Edwards Culver "Rusty" Kidd, III (May 10, 1946 – June 2, 2020) was an American politician who was a member of the Georgia House of Representatives from 2009 to 2017.

Background
Kidd was born in Milledgeville, Georgia and graduated from Baylor School in 1969. He received his bachelor's degree in finance from University of Tennessee in 1969. He was involved in the banking and the loan businesses.

Career 
He represented the 145th district, which includes Baldwin County and a small portion of Putnam County. During his tenure in the Georgia House of Representatives, Kidd was the sole elected independent. Kidd was a lobbyist and represented the Medical Association of Georgia and the R. J. Reynolds Tobacco Company, among others.

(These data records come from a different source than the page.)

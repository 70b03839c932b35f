mod client;
mod oauth;

pub use client::{
    APP_DATA_SPACE, About, ApiErrorClass, DriveClient, DriveError, DriveFile, DriveUser,
    FileList, FileMetadataPatch, FOLDER_MIME_TYPE, NewFile,
};
pub use oauth::{OAuthClient, OAuthError, OAuthToken};
use std::io;
use std::path::{Path, PathBuf};

use serde::{Deserialize, Serialize};
use savesync_core::OAuthToken;

use crate::state::{StateError, read_json, write_json_atomic};

/// Stored account session for the cloud backend.
#[derive(Clone, Debug, PartialEq, Eq, Serialize, Deserialize)]
pub struct Credentials {
    pub access_token: String,
    #[serde(default)]
    pub refresh_token: Option<String>,
    /// Unix seconds; `None` means the token never expires.
    #[serde(default)]
    pub expires_at: Option<i64>,
    #[serde(default)]
    pub email: Option<String>,
}

impl Credentials {
    pub fn from_oauth_token(token: &OAuthToken, now_secs: i64) -> Self {
        Self {
            access_token: token.access_token.clone(),
            refresh_token: token.refresh_token.clone(),
            expires_at: token
                .expires_in
                .map(|secs| now_secs.saturating_add(secs as i64)),
            email: None,
        }
    }

    /// Whether the access token expires within `margin_secs` of `now_secs`.
    pub fn expires_within(&self, now_secs: i64, margin_secs: i64) -> bool {
        self.expires_at
            .is_some_and(|at| at <= now_secs.saturating_add(margin_secs))
    }

    /// The session after a refresh grant. A grant that omits the refresh token
    /// keeps the current one; the account email carries over.
    pub fn renewed_with(&self, grant: &OAuthToken, now_secs: i64) -> Self {
        let mut renewed = Self::from_oauth_token(grant, now_secs);
        if renewed.refresh_token.is_none() {
            renewed.refresh_token = self.refresh_token.clone();
        }
        renewed.email = self.email.clone();
        renewed
    }
}

#[derive(Debug, Clone)]
pub struct CredentialsStore {
    path: PathBuf,
}

impl CredentialsStore {
    pub fn new(path: impl Into<PathBuf>) -> Self {
        Self { path: path.into() }
    }

    pub fn path(&self) -> &Path {
        &self.path
    }

    pub fn exists(&self) -> bool {
        self.path.is_file()
    }

    pub fn load(&self) -> Result<Option<Credentials>, StateError> {
        read_json(&self.path)
    }

    pub fn save(&self, credentials: &Credentials) -> Result<(), StateError> {
        write_json_atomic(&self.path, credentials, true)
    }

    /// Removes the stored session. Returns whether anything was removed.
    pub fn delete(&self) -> Result<bool, StateError> {
        match std::fs::remove_file(&self.path) {
            Ok(()) => Ok(true),
            Err(err) if err.kind() == io::ErrorKind::NotFound => Ok(false),
            Err(err) => Err(err.into()),
        }
    }
}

Kidd was a Democrat for 40 years before becoming an independent. He endorsed Republican primary candidate Herman Cain for president in 2012 and supported Donald Trump in 2016.

Personal life 
Kidd's father, Culver Kidd Jr., was a veteran state legislator in Georgia, and his sister, Tillie Fowler, served as a U.S. Representative for Florida's 4th congressional district from 1993 to 2001.

As a result of a motorcycle accident in 1999, Kidd was paralyzed from the chest down and used a motorized wheelchair to transport himself. 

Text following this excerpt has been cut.